What to do
Gather all lines in the data that hold the string "SysExitArgs".

(Stored data entries)
□ □ □ □ □
//! sshtrail core - event model, serialization, and terminal aggregation
//!
//! This crate owns everything between the raw kernel records and the JSON
//! lines handed to consumers:
//!
//! - **Events**: owned user-space snapshots of the wire structs
//! - **Serialize**: the emitted JSON schema, one minified object per event
//! - **Clock**: boot-time to wall-clock translation with suspend compensation
//! - **Aggregator**: collapses bursty terminal reads into windowed events

pub mod aggregator;
pub mod clock;
pub mod events;
pub mod serialize;

pub use aggregator::TerminalAggregator;
pub use clock::WallClockTranslator;
pub use events::{
    CommandPhase, CommandSnapshot, ConnectionPhase, ConnectionSnapshot, SessionEvent,
    TcpEndpoints,
};
pub use serialize::EventSerializer;
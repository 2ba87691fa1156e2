#![no_std]
#![no_main]

use aya_ebpf::{
    helpers::{
        bpf_get_current_comm, bpf_get_current_pid_tgid, bpf_get_current_task, bpf_ktime_get_ns,
        bpf_probe_read_kernel, bpf_probe_read_kernel_buf, bpf_probe_read_user,
        bpf_probe_read_user_buf, bpf_probe_read_user_str_bytes,
    },
    macros::{map, tracepoint},
    maps::{LruHashMap, PerCpuArray, RingBuf},
    programs::TracePointContext,
};
use sshtrail_trace_common::{
    event_type, Command, CommandEvent, Connection, ConnectionEvent, FileUploadEvent,
    ShellCloneEvent, TaskFieldOffsets, TcpInfo, TerminalUpdateEvent, ANCESTOR_WALK_LIMIT,
    ARGS_CAP, ARGV_SLOTS, MAX_CONNECTIONS, MAX_PENDING_ACCEPTS, MAX_TRACKED_COMMANDS, PID_NONE,
    RATE_LIMIT_BUCKETS_PER_SECOND, RATE_LIMIT_MAX_BYTES_PER_SECOND, RATE_LIMIT_NOTICE,
    READ_BUFFER_CAP, STDOUT_BUF_LEN, STDOUT_CAP, TARGET_PATH_CAP,
};

// Process hierarchy per session (100 is the listener):
//   100    1      sshd (listener)
//   101    100    sshd (pt master)
//   102    101    sshd (pt slave)
//   103    102    sh/bash or whatever

const AF_INET: u16 = 2;
const O_WRONLY: i64 = 0o1;
const NANOS_PER_SEC: u64 = 1_000_000_000;

// =============================================================================
// Maps
// =============================================================================

/// Ring buffer for all session events.
/// Size: 4MB - terminal updates are 16KB each, command events ~12KB
#[map]
static EVENTS: RingBuf = RingBuf::with_byte_size(4096 * 1024, 0);

/// accept() in flight, keyed by the listener's pid_tgid. The sockaddr
/// pointer is captured at enter and dereferenced at exit; the clone() that
/// follows consumes the record.
#[map]
static PENDING_ACCEPTS: LruHashMap<u64, PendingAccept> =
    LruHashMap::with_max_entries(MAX_PENDING_ACCEPTS, 0);

/// Live sessions keyed by ptm tgid. Shared with user space, which overlays
/// pts fds / tty / username after the shell clone.
#[map]
static CONNECTIONS: LruHashMap<u32, Connection> =
    LruHashMap::with_max_entries(MAX_CONNECTIONS, 0);

/// Live commands keyed by the executing tgid
#[map]
static COMMANDS: LruHashMap<u32, Command> =
    LruHashMap::with_max_entries(MAX_TRACKED_COMMANDS, 0);

/// Terminal read() in flight, keyed by the connection (ptm) tgid
#[map]
static PENDING_READS: LruHashMap<u32, PendingRead> =
    LruHashMap::with_max_entries(MAX_CONNECTIONS, 0);

/// Command structs exceed the BPF stack budget; compose them here.
/// One entry per CPU, valid only within a single probe invocation.
#[map]
static COMMAND_SCRATCH: PerCpuArray<Command> = PerCpuArray::with_max_entries(1, 0);

/// task_struct field offsets, written by the loader from BTF before attach
#[unsafe(no_mangle)]
static TASK_OFFSETS: TaskFieldOffsets = TaskFieldOffsets::zeroed();

/// Stored between sys_enter_accept and sys_exit_accept
#[repr(C)]
#[derive(Clone, Copy)]
struct PendingAccept {
    /// Userspace sockaddr pointer from the accept() arguments
    sockaddr_ptr: u64,
    tcp_info: TcpInfo,
}

/// Stored between sys_enter_read and sys_exit_read
#[repr(C)]
#[derive(Clone, Copy)]
struct PendingRead {
    fd: i32,
    _pad: u32,
    buf_ptr: u64,
}

/// sockaddr_in as handed to accept() (matches the kernel definition)
#[repr(C)]
#[derive(Clone, Copy)]
struct SockaddrIn {
    sin_family: u16,
    /// Port in network byte order
    sin_port: u16,
    /// IPv4 address in network byte order
    sin_addr: u32,
    _pad: [u8; 8],
}

// =============================================================================
// Helper functions
// =============================================================================

/// Fixed-length comm comparison; "sshd" plus the terminator
#[inline(always)]
fn comm_is_sshd() -> bool {
    match bpf_get_current_comm() {
        Ok(comm) => {
            comm[0] == b's' && comm[1] == b's' && comm[2] == b'h' && comm[3] == b'd' && comm[4] == 0
        }
        Err(_) => false,
    }
}

#[inline(always)]
fn comm_is_scp() -> bool {
    match bpf_get_current_comm() {
        Ok(comm) => comm[0] == b's' && comm[1] == b'c' && comm[2] == b'p' && comm[3] == 0,
        Err(_) => false,
    }
}

#[inline(always)]
fn task_offsets() -> TaskFieldOffsets {
    unsafe { core::ptr::read_volatile(&TASK_OFFSETS) }
}

/// Read task->tgid at the BTF-discovered offset
#[inline(always)]
fn task_tgid(task: *const u8, offsets: &TaskFieldOffsets) -> Option<u32> {
    if task.is_null() || offsets.tgid == 0 {
        return None;
    }
    let tgid: i32 =
        unsafe { bpf_probe_read_kernel(task.add(offsets.tgid as usize) as *const i32) }.ok()?;
    if tgid >= 0 {
        Some(tgid as u32)
    } else {
        None
    }
}

/// Read task->real_parent at the BTF-discovered offset
#[inline(always)]
fn task_parent(task: *const u8, offsets: &TaskFieldOffsets) -> Option<*const u8> {
    if task.is_null() || offsets.real_parent == 0 {
        return None;
    }
    let addr: u64 =
        unsafe { bpf_probe_read_kernel(task.add(offsets.real_parent as usize) as *const u64) }
            .ok()?;
    if addr == 0 {
        None
    } else {
        Some(addr as *const u8)
    }
}

#[inline(always)]
fn current_parent_tgid(offsets: &TaskFieldOffsets) -> Option<u32> {
    let task = unsafe { bpf_get_current_task() } as *const u8;
    task_tgid(task_parent(task, offsets)?, offsets)
}

#[inline(always)]
fn current_grandparent_tgid(offsets: &TaskFieldOffsets) -> Option<u32> {
    let task = unsafe { bpf_get_current_task() } as *const u8;
    let parent = task_parent(task, offsets)?;
    task_tgid(task_parent(parent, offsets)?, offsets)
}

/// Walk the parent chain probing the connections map at each tgid.
/// Bounded by ANCESTOR_WALK_LIMIT hops.
#[inline(always)]
fn find_ancestor_connection(offsets: &TaskFieldOffsets) -> Option<*mut Connection> {
    let mut task = unsafe { bpf_get_current_task() } as *const u8;

    for _ in 0..ANCESTOR_WALK_LIMIT {
        let tgid = task_tgid(task, offsets)?;
        if tgid <= 1 {
            break;
        }
        if let Some(conn) = CONNECTIONS.get_ptr_mut(&tgid) {
            return Some(conn);
        }
        task = task_parent(task, offsets)?;
    }

    None
}

/// Quarter-second terminal byte budget per connection. Crossing the bucket
/// cap drops the read; the first drop in a bucket emits the notice payload.
/// Bucket state lives in the connection row under per-key map atomicity.
fn is_rate_limited(conn: &mut Connection, new_bytes: i64, ptm_tgid: u32) -> bool {
    let bucket_ns = NANOS_PER_SEC / RATE_LIMIT_BUCKETS_PER_SECOND as u64;
    let bucket = (unsafe { bpf_ktime_get_ns() } / bucket_ns) as i64;

    if bucket != conn.rate_limit_bucket {
        conn.rate_limit_bucket = bucket;
        conn.rate_limit_hit = 0;
        conn.rate_limit_bytes = 0;
    }

    conn.rate_limit_bytes += new_bytes;
    if conn.rate_limit_bytes > RATE_LIMIT_MAX_BYTES_PER_SECOND / RATE_LIMIT_BUCKETS_PER_SECOND {
        if conn.rate_limit_hit == 0 {
            conn.rate_limit_hit = 1;

            if let Some(mut entry) = EVENTS.reserve::<TerminalUpdateEvent>(0) {
                let event = unsafe { entry.as_mut_ptr().as_mut().unwrap() };
                event.event_type = event_type::TERMINAL_UPDATE;
                event.ptm_pid = ptm_tgid;
                event.data_len = RATE_LIMIT_NOTICE.len() as i32;
                for i in 0..RATE_LIMIT_NOTICE.len() {
                    event.terminal_data[i] = RATE_LIMIT_NOTICE[i];
                }
                entry.submit(0);
            }
        }
        return true;
    }

    false
}

// =============================================================================
// accept: stash the peer sockaddr for the clone that follows
// =============================================================================

/// Tracepoint arguments for sys_enter_accept
/// See: /sys/kernel/debug/tracing/events/syscalls/sys_enter_accept/format
#[repr(C)]
struct SysEnterAcceptArgs {
    _common_type: u16,
    _common_flags: u8,
    _common_preempt_count: u8,
    _common_pid: i32,
    _syscall_nr: i32,
    _pad: i32,
    fd: i64,
    /// struct sockaddr * of the peer
    sockaddr_ptr: u64,
    addrlen_ptr: u64,
}

/// Shared by the sys_exit_* tracepoints: only the return value matters
#[repr(C)]
struct SysExitArgs {
    _common_type: u16,
    _common_flags: u8,
    _common_preempt_count: u8,
    _common_pid: i32,
    _syscall_nr: i32,
    _pad: i32,
    ret: i64,
}

#[tracepoint]
pub fn sys_enter_accept(ctx: TracePointContext) -> u32 {
    match try_sys_enter_accept(&ctx) {
        Ok(()) => 0,
        Err(_) => 0,
    }
}

fn try_sys_enter_accept(ctx: &TracePointContext) -> Result<(), i64> {
    if !comm_is_sshd() {
        return Ok(());
    }

    let args: SysEnterAcceptArgs = unsafe { ctx.read_at(0).map_err(|_| 1i64)? };
    let pid_tgid = bpf_get_current_pid_tgid();

    let pending = PendingAccept {
        sockaddr_ptr: args.sockaddr_ptr,
        tcp_info: TcpInfo {
            server_ip: 0,
            client_ip: 0,
            server_port: 0,
            client_port: 0,
        },
    };
    PENDING_ACCEPTS
        .insert(&pid_tgid, &pending, 0)
        .map_err(|_| 1i64)?;

    Ok(())
}

#[tracepoint]
pub fn sys_exit_accept(ctx: TracePointContext) -> u32 {
    match try_sys_exit_accept(&ctx) {
        Ok(()) => 0,
        Err(_) => 0,
    }
}

fn try_sys_exit_accept(ctx: &TracePointContext) -> Result<(), i64> {
    if !comm_is_sshd() {
        return Ok(());
    }

    let _args: SysExitArgs = unsafe { ctx.read_at(0).map_err(|_| 1i64)? };
    let pid_tgid = bpf_get_current_pid_tgid();

    let pending = PENDING_ACCEPTS.get_ptr_mut(&pid_tgid).ok_or(1i64)?;
    let sockaddr_ptr = unsafe { (*pending).sockaddr_ptr };
    if sockaddr_ptr == 0 {
        return Err(1);
    }

    let family: u16 =
        unsafe { bpf_probe_read_user(sockaddr_ptr as *const u16) }.map_err(|_| 1i64)?;

    if family == AF_INET {
        let sa: SockaddrIn =
            unsafe { bpf_probe_read_user(sockaddr_ptr as *const SockaddrIn) }.map_err(|_| 1i64)?;

        unsafe {
            // Server side is unknown until the /proc scan or never; the
            // client side is what the peer sockaddr carries.
            (*pending).tcp_info.client_ip = sa.sin_addr;
            (*pending).tcp_info.client_port = u16::from_be(sa.sin_port);
            (*pending).tcp_info.server_ip = 0;
            (*pending).tcp_info.server_port = 0;
        }
    }
    // TODO: AF_INET6 peers are currently dropped; needs a widened TcpInfo

    Ok(())
}

// =============================================================================
// clone: classify which stage of the session lineage just forked
// =============================================================================

#[tracepoint]
pub fn sys_exit_clone(ctx: TracePointContext) -> u32 {
    match try_sys_exit_clone(&ctx) {
        Ok(()) => 0,
        Err(_) => 0,
    }
}

fn try_sys_exit_clone(ctx: &TracePointContext) -> Result<(), i64> {
    if !comm_is_sshd() {
        return Ok(());
    }

    let args: SysExitArgs = unsafe { ctx.read_at(0).map_err(|_| 1i64)? };
    let child_tgid = args.ret as i32;

    let pid_tgid = bpf_get_current_pid_tgid();
    let tgid = (pid_tgid >> 32) as u32;

    // ptm forking the pts: the caller already owns a connection row
    if let Some(conn) = CONNECTIONS.get_ptr_mut(&tgid) {
        unsafe {
            (*conn).pts_tgid = child_tgid;
        }
        return Ok(());
    }

    // listener forking the ptm: a pending accept identifies it
    if unsafe { PENDING_ACCEPTS.get(&pid_tgid) }.is_some() {
        return handle_new_connection(pid_tgid, child_tgid as u32);
    }

    // pts forking the user shell: the caller's parent owns the row.
    // The fd mapping for the PTY slave is too version-dependent to chase
    // through ioctl/dup in here; signal user space to resolve the fds from
    // /proc/[pid]/fd and write them back into the connection row.
    if child_tgid != 0 {
        let offsets = task_offsets();
        if let Some(parent_tgid) = current_parent_tgid(&offsets) {
            if unsafe { CONNECTIONS.get(&parent_tgid) }.is_some() {
                if let Some(mut entry) = EVENTS.reserve::<ShellCloneEvent>(0) {
                    let event = unsafe { entry.as_mut_ptr().as_mut().unwrap() };
                    event.event_type = event_type::SHELL_CLONED;
                    event.ptm_pid = parent_tgid;
                    event.pts_pid = tgid;
                    event.shell_pid = child_tgid as u32;
                    entry.submit(0);
                }
            }
        }
    }

    Ok(())
}
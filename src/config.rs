//! # Config
//!
//! Define and implement config options for the delivery estimation module

use crate::estimator::location::Coordinate;
use config::{ConfigError, Environment};
use dotenv::dotenv;
use serde::Deserialize;

/// struct holding configuration options
#[derive(Debug, Deserialize, Clone)]
pub struct Config {
    /// latitude of the restaurant origin in degrees
    pub origin_latitude: f64,

    /// longitude of the restaurant origin in degrees
    pub origin_longitude: f64,

    /// maximum serviceable straight-line distance in kilometers
    pub radius_km: f64,

    /// flat fee component in currency units
    pub base_fee: u32,

    /// variable fee per kilometer in currency units
    pub per_km_fee: u32,

    /// order amount at or above which the delivery fee is waived
    pub free_threshold: u32,

    /// baseline preparation and transit estimate in minutes
    pub base_eta_minutes: u32,

    /// minutes added to the estimate per kilometer of distance
    pub per_km_eta_minutes: u32,

    /// path to log configuration YAML file
    pub log_config: String,
}

impl Default for Config {
    fn default() -> Self {
        log::warn!("(default) Creating Config object with default values.");
        Self::new()
    }
}

impl Config {
    /// Default values for Config
    pub fn new() -> Self {
        Config {
            origin_latitude: -33.4489,
            origin_longitude: -70.6693,
            radius_km: 10.0,
            base_fee: 2000,
            per_km_fee: 500,
            free_threshold: 25000,
            base_eta_minutes: 30,
            per_km_eta_minutes: 2,
            log_config: String::from("log4rs.yaml"),
        }
    }

    /// Create a new `Config` object using environment variables
    pub fn try_from_env() -> Result<Self, ConfigError> {
        // read .env file if present
        dotenv().ok();
        let default_config = Config::default();

        let config: Config = config::Config::builder()
            .set_default("origin_latitude", default_config.origin_latitude)?
            .set_default("origin_longitude", default_config.origin_longitude)?
            .set_default("radius_km", default_config.radius_km)?
            .set_default("base_fee", default_config.base_fee)?
            .set_default("per_km_fee", default_config.per_km_fee)?
            .set_default("free_threshold", default_config.free_threshold)?
            .set_default("base_eta_minutes", default_config.base_eta_minutes)?
            .set_default("per_km_eta_minutes", default_config.per_km_eta_minutes)?
            .set_default("log_config", default_config.log_config)?
            .add_source(Environment::default().separator("__"))
            .build()?
            .try_deserialize()?;

        config.validate()?;
        Ok(config)
    }

    /// The configured restaurant origin as a [`Coordinate`]
    pub fn origin(&self) -> Coordinate {
        Coordinate::new(self.origin_latitude, self.origin_longitude)
    }

    /// Reject out-of-range values at load time, so the estimator never
    /// sees a malformed configuration.
    pub fn validate(&self) -> Result<(), ConfigError> {
        if !self.radius_km.is_finite() || self.radius_km <= 0.0 {
            return Err(ConfigError::Message(format!(
                "radius_km must be a positive number, got [{}]",
                self.radius_km
            )));
        }

        if !self.origin().is_in_range() {
            return Err(ConfigError::Message(format!(
                "origin coordinate out of range: latitude [{}], longitude [{}]",
                self.origin_latitude, self.origin_longitude
            )));
        }

        Ok(())
    }
}
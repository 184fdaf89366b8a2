//! log macro's for estimator logging

/// Writes a debug! message to the app::estimator logger
#[macro_export]
macro_rules! estimator_debug {
    ($($arg:tt)+) => {
        log::debug!(target: "app::estimator", $($arg)+)
    };
}

/// Writes an info! message to the app::estimator logger
#[macro_export]
macro_rules! estimator_info {
    ($($arg:tt)+) => {
        log::info!(target: "app::estimator", $($arg)+)
    };
}

/// Writes an warn! message to the app::estimator logger
#[macro_export]
macro_rules! estimator_warn {
    ($($arg:tt)+) => {
        log::warn!(target: "app::estimator", $($arg)+)
    };
}

/// Writes an error! message to the app::estimator logger
#[macro_export]
macro_rules! estimator_error {
    ($($arg:tt)+) => {
        log::error!(target: "app::estimator", $($arg)+)
    };
}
□ □ □ □ □
Worked solution
struct SysExitArgs {
    let _args: SysExitArgs = unsafe { ctx.read_at(0).map_err(|_| 1i64)? };
    let args: SysExitArgs = unsafe { ctx.read_at(0).map_err(|_| 1i64)? };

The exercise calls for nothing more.